The slimes are sold in different shapes and sizes, at a range of Rs. 200 to Rs. 400, with a variety of scents like blueberry, raspberry, apple pie and popcorn (all imported from the U.S.) With good care, the product has a shelf-life of about 8 months. “Initially we were selling basic slime with scents, but with time we started giving importance to innovation because that’s what gets our customers excited about our product. One of our best sellers is the cloud slime,” says Avi while playing with a white fibrous and feathery substance that folds into itself to become a lump of wobbly, white goo.

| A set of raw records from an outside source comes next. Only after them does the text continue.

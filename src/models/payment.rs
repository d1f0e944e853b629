use serde::{Deserialize, Serialize};

/// Collection the payment-verification process writes to.
pub const PAYMENT_COLLECTION: &str = "ClientPayment";

/// A payment observed on chain. `address` and `block` are each unique across
/// the collection.
#[derive(Debug, Clone, PartialEq, Serialize, Deserialize)]
pub struct PaymentRecord {
    pub address: String,
    pub block: u64,
    pub quantity: f64,
    /// Recorded by the verification process; stored as-is.
    #[serde(rename = "checkingFromFunc")]
    pub checking_from_func: i64,
}
pub mod vrf_coordinator;
pub mod vrf_mock;

pub use vrf_coordinator::VRFCoordinatorV2;
pub use vrf_mock::{
    SubscriptionCreatedFilter, VRFCoordinatorV2Mock, MOCK_BASE_FEE_WEI, MOCK_GAS_PRICE_LINK,
    SUBSCRIPTION_FUND_AMOUNT,
};
//! Numbered deployment steps.
//!
//! The registry is a static, ordered list; `migrate --from/--to` selects an
//! inclusive slice of it. Each step loads the function tables it needs up
//! front, renders its initial storage, then hands off to the orchestrator.

use futures::future::BoxFuture;
use serde::Serialize;
use std::path::Path;
use std::sync::Arc;
use tracing::info;

use lambda_deploy_core::packer::read_table;
use lambda_deploy_core::{DeployConfig, DeployContext, DeployError, DeployReport};
use lambda_deploy_types::{FunctionTable, FunctionTables, LambdaType};

use crate::storage::{load_template, render, StorageVars};

pub type EnvLookup = Arc<dyn Fn(&str) -> Option<String> + Send + Sync>;

/// What every step gets: a deploy context with its signer, the loaded
/// configuration and the environment used by storage templates.
pub struct MigrationContext {
    pub deploy: DeployContext,
    pub config: DeployConfig,
    pub env: EnvLookup,
}

pub type MigrationFn =
    for<'a> fn(&'a MigrationContext) -> BoxFuture<'a, Result<DeployReport, DeployError>>;

#[derive(Debug)]
pub struct Migration {
    pub id: &'static str,
    pub description: &'static str,
    pub run: MigrationFn,
}

pub static MIGRATIONS: &[Migration] = &[
    Migration {
        id: "00_dex",
        description: "standalone dex with Admin, Token and Dex tables",
        run: dex,
    },
    Migration {
        id: "01_factory",
        description: "pool factory with Admin, Token and Dex tables",
        run: factory,
    },
];

const UPLOADED: [LambdaType; 3] = [LambdaType::Admin, LambdaType::Token, LambdaType::Dex];

#[derive(Debug, Clone, Serialize)]
pub struct MigrationOutcome {
    pub id: String,
    pub report: DeployReport,
}

/// Inclusive `[from, to]` slice of `migrations`. Both bounds default to the
/// ends of the list.
pub fn select(
    migrations: &[Migration],
    from: Option<usize>,
    to: Option<usize>,
) -> Result<&[Migration], DeployError> {
    if migrations.is_empty() {
        return Ok(migrations);
    }
    let last = migrations.len() - 1;
    let from = from.unwrap_or(0);
    let to = to.unwrap_or(last);
    if to > last {
        return Err(DeployError::configuration(format!(
            "--to {} is out of range (last migration is {})",
            to, last
        )));
    }
    if from > to {
        return Err(DeployError::configuration(format!(
            "--from {} is after --to {}",
            from, to
        )));
    }
    Ok(&migrations[from..=to])
}

/// Run `migrations` in order, stopping at the first failure. Steps that
/// finished keep their recorded addresses, so a fixed run can resume with
/// `--from`.
pub async fn run_migrations(
    ctx: &MigrationContext,
    migrations: &[Migration],
) -> Result<Vec<MigrationOutcome>, DeployError> {
    let mut outcomes = Vec::with_capacity(migrations.len());
    for migration in migrations {
        info!(migration = migration.id, network = %ctx.deploy.network, "running migration");
        let report = (migration.run)(ctx).await?;
        info!(
            migration = migration.id,
            address = %report.deployment.address,
            tables = report.tables.len(),
            "migration finished"
        );
        outcomes.push(MigrationOutcome {
            id: migration.id.to_string(),
            report,
        });
    }
    Ok(outcomes)
}

fn dex(ctx: &MigrationContext) -> BoxFuture<'_, Result<DeployReport, DeployError>> {
    Box::pin(deploy_with_tables(ctx, "dex", ""))
}

fn factory(ctx: &MigrationContext) -> BoxFuture<'_, Result<DeployReport, DeployError>> {
    Box::pin(deploy_with_tables(ctx, "factory", "factory"))
}

/// Originate `contract_name` with the Dev table embedded in storage, then
/// upload the tables found under `lambdas/<table_subdir>`.
async fn deploy_with_tables(
    ctx: &MigrationContext,
    contract_name: &str,
    table_subdir: &str,
) -> Result<DeployReport, DeployError> {
    let config = &ctx.config;
    let lambdas = config.lambdas_directory();
    let contract = config
        .contracts_directory
        .join(format!("{}.ligo", contract_name))
        .display()
        .to_string();

    // Everything is read before the first submission.
    let dev = load_table(&lambdas, LambdaType::Dev, &contract)?;
    let mut tables = FunctionTables::new();
    for lambda_type in UPLOADED {
        tables.insert(load_table(&lambdas.join(table_subdir), lambda_type, &contract)?);
    }

    let template = load_template(&config.storage_directory, contract_name)?;
    let env = ctx.env.as_ref();
    let storage = render(
        &template,
        &StorageVars {
            deployer: &ctx.deploy.signer.address,
            dev_lambdas: Some(&dev),
            env,
        },
    )?;

    ctx.deploy
        .deploy(contract_name, storage, &tables, |t| config.batch_size(t))
        .await
}

fn load_table(
    dir: &Path,
    lambda_type: LambdaType,
    contract: &str,
) -> Result<FunctionTable, DeployError> {
    read_table(&dir.join(lambda_type.table_file_name()), lambda_type, contract)
}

Anyone who has succumbed to the slime trend would be aware of the reason for its popularity, but how did The Slime Space manage to become more than just a teenage fad? Here we come back to Avi’s first claim—slime is not just for children. Besides being a stress reliever, it also helps soothe body pain. “Sometimes we just put the slime in Ziplock bags and leave it in the freezer. My mom discovered that it worked as a great make-shift ice pack,” she reveals. Besides devising use-cases based on accidental discoveries, the young entrepreneur has also collaborated with IIT Madras Professor, Anil Prabhakar on developing Tactile books for visually impaired children, using the slime recipe. The young founder is currently working on creating further impact in the field of education, in collaboration with other young entrepreneurs from the state.

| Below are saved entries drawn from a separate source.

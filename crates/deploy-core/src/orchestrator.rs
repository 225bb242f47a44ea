//! Deployment orchestrator: originate a compiled contract, then wire its
//! function tables in through the batch submitter.
//!
//! All ledger access goes through the [`DeployContext`] handed to each call,
//! which carries the signer explicitly.

use serde::Serialize;
use serde_json::Value;
use std::sync::Arc;
use tracing::{info, warn};

use lambda_deploy_transport::{Ledger, SignerIdentity};
use lambda_deploy_types::{FunctionTables, LambdaType, OperationHandle};

use crate::artifacts::ArtifactStore;
use crate::batch::{ensure_applied, BatchMode, BatchSubmitter};
use crate::confirmation::{confirm, ConfirmOptions};
use crate::error::DeployError;

#[derive(Debug, Clone, Serialize)]
pub struct Deployment {
    pub contract_name: String,
    pub network: String,
    pub address: String,
    pub operation: String,
    pub block_level: u64,
}

#[derive(Debug, Clone, Serialize)]
pub struct TableUpload {
    pub lambda_type: LambdaType,
    pub fragments: usize,
    pub operations: Vec<String>,
}

#[derive(Debug, Clone, Serialize)]
pub struct DeployReport {
    pub deployment: Deployment,
    pub tables: Vec<TableUpload>,
}

/// Everything one deployment run needs. Each run builds its own.
#[derive(Clone)]
pub struct DeployContext {
    pub ledger: Arc<dyn Ledger>,
    pub signer: SignerIdentity,
    pub network: String,
    pub store: Arc<ArtifactStore>,
    pub confirm: ConfirmOptions,
    pub batch_mode: BatchMode,
    /// Allow replacing an address already recorded for the network.
    pub redeploy: bool,
}

impl DeployContext {
    pub fn new(
        ledger: Arc<dyn Ledger>,
        signer: SignerIdentity,
        network: impl Into<String>,
        store: Arc<ArtifactStore>,
    ) -> Self {
        Self {
            ledger,
            signer,
            network: network.into(),
            store,
            confirm: ConfirmOptions::default(),
            batch_mode: BatchMode::Sequential,
            redeploy: false,
        }
    }

    pub fn with_confirm(mut self, confirm: ConfirmOptions) -> Self {
        self.confirm = confirm;
        self
    }

    pub fn with_redeploy(mut self, redeploy: bool) -> Self {
        self.redeploy = redeploy;
        self
    }

    /// Originate `contract_name` from its build artifact with `storage`.
    ///
    /// Not retried on rejection: a blind resubmission could deploy twice.
    pub async fn originate(
        &self,
        contract_name: &str,
        storage: Value,
    ) -> Result<Deployment, DeployError> {
        let artifact = self.store.require(contract_name)?;
        if let Some(existing) = artifact.address_on(&self.network) {
            if !self.redeploy {
                return Err(DeployError::AlreadyDeployed {
                    contract_name: contract_name.to_string(),
                    network: self.network.clone(),
                    address: existing.to_string(),
                });
            }
            warn!(contract = contract_name, network = %self.network, previous = existing, "redeploying");
        }
        let code = contract_code(contract_name, &artifact.michelson)?;

        info!(contract = contract_name, network = %self.network, signer = %self.signer.address, "originating");
        let handle = self
            .ledger
            .originate(&self.signer, &code, &storage)
            .await
            .map_err(|e| DeployError::rejection(None, format!("{:#}", e)))?;

        let record = confirm(self.ledger.as_ref(), &handle, &self.confirm).await?;
        ensure_applied(&handle, &record)?;
        let address = record.originated_contract().ok_or_else(|| {
            DeployError::rejection(Some(&handle), "no originated contract in operation result")
        })?;

        self.store
            .record_deployment(contract_name, &self.network, &address, self.redeploy)?;
        info!(contract = contract_name, address = %address, op_hash = %handle.hash, level = record.block_level, "originated");
        Ok(Deployment {
            contract_name: contract_name.to_string(),
            network: self.network.clone(),
            address,
            operation: handle.hash,
            block_level: record.block_level,
        })
    }

    /// Upload every table to `address`, Admin first, then Token, then Dex,
    /// then the rest. Stops at the first failing batch.
    pub async fn upload_tables<F>(
        &self,
        address: &str,
        tables: &FunctionTables,
        batch_size: F,
    ) -> Result<Vec<TableUpload>, DeployError>
    where
        F: Fn(LambdaType) -> usize,
    {
        let submitter = BatchSubmitter::new(self.ledger.as_ref(), &self.signer, self.confirm.clone())
            .with_mode(self.batch_mode);
        let mut uploads = Vec::new();
        for table in tables.in_upload_order() {
            if table.is_empty() {
                continue;
            }
            let ops = table.setter_calls(address);
            let max = batch_size(table.lambda_type);
            info!(lambda_type = %table.lambda_type, fragments = ops.len(), batch_size = max, "uploading function table");

            let handles = submitter
                .submit(table.lambda_type.as_str(), &ops, max)
                .await
                .map_err(|err| {
                    warn!(
                        lambda_type = %table.lambda_type,
                        confirmed_batches = err.confirmed.len(),
                        failed_batch = err.failed_group,
                        "table upload stopped; confirmed batches stay on chain"
                    );
                    DeployError::from(err)
                })?;
            uploads.push(TableUpload {
                lambda_type: table.lambda_type,
                fragments: table.len(),
                operations: handles.into_iter().map(|h: OperationHandle| h.hash).collect(),
            });
        }
        Ok(uploads)
    }

    /// Originate, then upload `tables` into the new contract.
    pub async fn deploy<F>(
        &self,
        contract_name: &str,
        storage: Value,
        tables: &FunctionTables,
        batch_size: F,
    ) -> Result<DeployReport, DeployError>
    where
        F: Fn(LambdaType) -> usize,
    {
        let deployment = self.originate(contract_name, storage).await?;
        let tables = self
            .upload_tables(&deployment.address, tables, batch_size)
            .await?;
        Ok(DeployReport { deployment, tables })
    }
}

/// Contract code as Micheline JSON. Artifacts written by older tooling hold
/// it as a JSON string.
fn contract_code(contract_name: &str, michelson: &Value) -> Result<Value, DeployError> {
    match michelson {
        Value::String(raw) => serde_json::from_str(raw)
            .map_err(|e| DeployError::serialization(format!("michelson of {}", contract_name), e)),
        Value::Array(_) => Ok(michelson.clone()),
        _ => Err(DeployError::serialization(
            format!("michelson of {}", contract_name),
            "expected a Micheline sequence",
        )),
    }
}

Contrary to the quintessential short-lived nature of trends, the demand for Avi’s unique slime has only increased with time. “People always ask me why The Slime Space hasn’t gone retail yet. I’ve even had investors come up to me and ask if I would be able to manufacture 1,500 products a day. The biggest challenge at the moment is matching the supply with the demand.” The brand works with a very small team at her father’s warehouse, with Avi retaining sole access to the secret sauce. Currently, the company produces about 200 boxes a week with a maximum capacity of 400 boxes for bulk orders.

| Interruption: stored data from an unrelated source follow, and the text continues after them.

//! Deployment configuration.
//!
//! Loaded from YAML (`deploy.yaml` by default), then overridden by environment
//! variables, then by CLI flags in the binary. Every field has a default, so an
//! absent file is equivalent to an empty one.

use serde::{Deserialize, Serialize};
use std::collections::BTreeMap;
use std::path::{Path, PathBuf};
use std::time::Duration;

use lambda_deploy_transport::network::default_endpoints;
use lambda_deploy_types::LambdaType;

use crate::confirmation::ConfirmOptions;
use crate::error::DeployError;

pub const DEFAULT_CONFIG_FILE: &str = "deploy.yaml";

#[derive(Debug, Clone, PartialEq, Serialize, Deserialize)]
#[serde(default)]
pub struct ConfirmationConfig {
    pub sync_interval_ms: u64,
    pub timeout_ms: u64,
    pub lookback_blocks: u64,
}

impl Default for ConfirmationConfig {
    fn default() -> Self {
        Self {
            sync_interval_ms: 500,
            timeout_ms: 150_000,
            lookback_blocks: 3,
        }
    }
}

impl ConfirmationConfig {
    pub fn to_options(&self) -> ConfirmOptions {
        ConfirmOptions::new(Duration::from_millis(self.timeout_ms))
            .with_sync_interval(Duration::from_millis(self.sync_interval_ms))
            .with_lookback(self.lookback_blocks)
    }
}

#[derive(Debug, Clone, PartialEq, Serialize, Deserialize)]
#[serde(default)]
pub struct DeployConfig {
    pub ligo_version: String,
    pub preferred_ligo_flavor: String,
    pub ligo_local_path: String,
    pub dockerized_ligo: bool,
    pub docker_path: String,
    pub protocol: String,
    pub contracts_directory: PathBuf,
    pub output_directory: PathBuf,
    pub storage_directory: PathBuf,
    pub deploy_network: String,
    /// network name -> RPC endpoint
    pub networks: BTreeMap<String, String>,
    pub octez_client_path: String,
    pub octez_base_dir: Option<PathBuf>,
    #[serde(skip_serializing)]
    pub deployer_sk: Option<String>,
    pub compile_concurrency: usize,
    pub compile_timeout_secs: u64,
    pub confirmation: ConfirmationConfig,
    /// lambda type name (or `default`) -> max operations per batch
    pub batch_sizes: BTreeMap<String, usize>,
    /// Descriptors skipped when compiling against a factory contract.
    pub factory_excluded_lambdas: Vec<String>,
    pub burn_cap: String,
}

impl Default for DeployConfig {
    fn default() -> Self {
        let batch_sizes = [("Admin", 8), ("Token", 5), ("Dex", 8), ("default", 8)]
            .iter()
            .map(|(k, v)| (k.to_string(), *v))
            .collect();
        Self {
            ligo_version: "0.31.0".to_string(),
            preferred_ligo_flavor: "pascaligo".to_string(),
            ligo_local_path: "ligo".to_string(),
            dockerized_ligo: true,
            docker_path: "docker".to_string(),
            protocol: "hangzhou".to_string(),
            contracts_directory: PathBuf::from("contracts/main"),
            output_directory: PathBuf::from("build"),
            storage_directory: PathBuf::from("storage"),
            deploy_network: "sandbox".to_string(),
            networks: default_endpoints(),
            octez_client_path: "octez-client".to_string(),
            octez_base_dir: None,
            deployer_sk: None,
            compile_concurrency: 4,
            compile_timeout_secs: 300,
            confirmation: ConfirmationConfig::default(),
            batch_sizes,
            factory_excluded_lambdas: vec!["add_pool".to_string()],
            burn_cap: "20".to_string(),
        }
    }
}

impl DeployConfig {
    /// Load configuration. An explicit path must exist; the default
    /// `deploy.yaml` is optional.
    pub fn load(path: Option<&Path>) -> Result<Self, DeployError> {
        let (path, required) = match path {
            Some(p) => (p.to_path_buf(), true),
            None => (PathBuf::from(DEFAULT_CONFIG_FILE), false),
        };
        let mut config = if path.exists() {
            let raw = std::fs::read_to_string(&path).map_err(|e| DeployError::io(&path, e))?;
            Self::from_yaml(&raw)?
        } else if required {
            return Err(DeployError::configuration(format!(
                "config file {} not found",
                path.display()
            )));
        } else {
            Self::default()
        };
        config.apply_env(|key| std::env::var(key).ok())?;
        config.validate()?;
        Ok(config)
    }

    pub fn from_yaml(raw: &str) -> Result<Self, DeployError> {
        if raw.trim().is_empty() {
            return Ok(Self::default());
        }
        let mut config: Self = serde_yaml::from_str(raw)
            .map_err(|e| DeployError::serialization("deploy config", e))?;
        // Partial maps extend the defaults instead of replacing them.
        let defaults = Self::default();
        for (k, v) in defaults.batch_sizes {
            config.batch_sizes.entry(k).or_insert(v);
        }
        for (k, v) in defaults.networks {
            config.networks.entry(k).or_insert(v);
        }
        Ok(config)
    }

    /// Apply environment overrides through `lookup`.
    pub fn apply_env<F>(&mut self, lookup: F) -> Result<(), DeployError>
    where
        F: Fn(&str) -> Option<String>,
    {
        if let Some(version) = lookup("LIGO_VERSION").filter(|v| !v.trim().is_empty()) {
            self.ligo_version = version.trim().to_string();
        }
        if let Some(raw) = lookup("DOCKERIZED_LIGO") {
            self.dockerized_ligo = parse_bool(&raw).ok_or_else(|| {
                DeployError::configuration(format!("DOCKERIZED_LIGO must be a boolean, got '{}'", raw))
            })?;
        }
        if let Some(network) = lookup("DEPLOY_NETWORK").filter(|v| !v.trim().is_empty()) {
            self.deploy_network = network.trim().to_lowercase();
        }
        if let Some(sk) = lookup("DEPLOYER_SK").filter(|v| !v.trim().is_empty()) {
            self.deployer_sk = Some(sk.trim().to_string());
        }
        Ok(())
    }

    pub fn validate(&self) -> Result<(), DeployError> {
        if self.compile_concurrency == 0 {
            return Err(DeployError::configuration("compile_concurrency must be at least 1"));
        }
        if self.confirmation.sync_interval_ms == 0 {
            return Err(DeployError::configuration(
                "confirmation.sync_interval_ms must be positive",
            ));
        }
        if let Some((name, _)) = self.batch_sizes.iter().find(|(_, size)| **size == 0) {
            return Err(DeployError::configuration(format!(
                "batch size for {} must be at least 1",
                name
            )));
        }
        Ok(())
    }

    /// Max operations per batch when uploading `lambda_type`.
    pub fn batch_size(&self, lambda_type: LambdaType) -> usize {
        self.batch_sizes
            .get(lambda_type.as_str())
            .or_else(|| self.batch_sizes.get("default"))
            .copied()
            .unwrap_or(8)
    }

    pub fn compile_timeout(&self) -> Duration {
        Duration::from_secs(self.compile_timeout_secs)
    }

    /// Where function tables are written: `<output>/lambdas`.
    pub fn lambdas_directory(&self) -> PathBuf {
        self.output_directory.join("lambdas")
    }
}

fn parse_bool(raw: &str) -> Option<bool> {
    match raw.trim().to_ascii_lowercase().as_str() {
        "1" | "true" | "yes" | "on" => Some(true),
        "0" | "false" | "no" | "off" => Some(false),
        _ => None,
    }
}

In 2019, with an intention to expand the brand’s reach, some of the products were made available at R.S. Stores and Words & Worth all over Chennai. “That did not work well for us because it ended up reducing our margin on the product. A lot of effort goes into the making of our slime as we ensure that it is non-toxic and of the highest quality, unlike the others available in the market.” Instead, The Slime Space plans to sell its products on platforms like Amazon and Flipkart to further widen the reach, while attempting to cope with the existing demand.

In many ways, being a Chennai-based startup has been highly beneficial for the entrepreneur. “Most of the investors who reached out were from Pudukottai and have been open to helping out businesses run by college students,” explains Avi. Putting up stalls at college events around Tamil Nadu has also helped significantly in growing the business, expanding her reach beyond Chennai.

Recently the 20-year-old entrepreneur gave a TEDx Talk about entrepreneurship and innovation. In the future, she intends to create, innovate and build more product companies under an umbrella brand. Till then her primary focus is to complete her last few months of school while engaging her audience with the enticing satisfaction of origami and slime videos.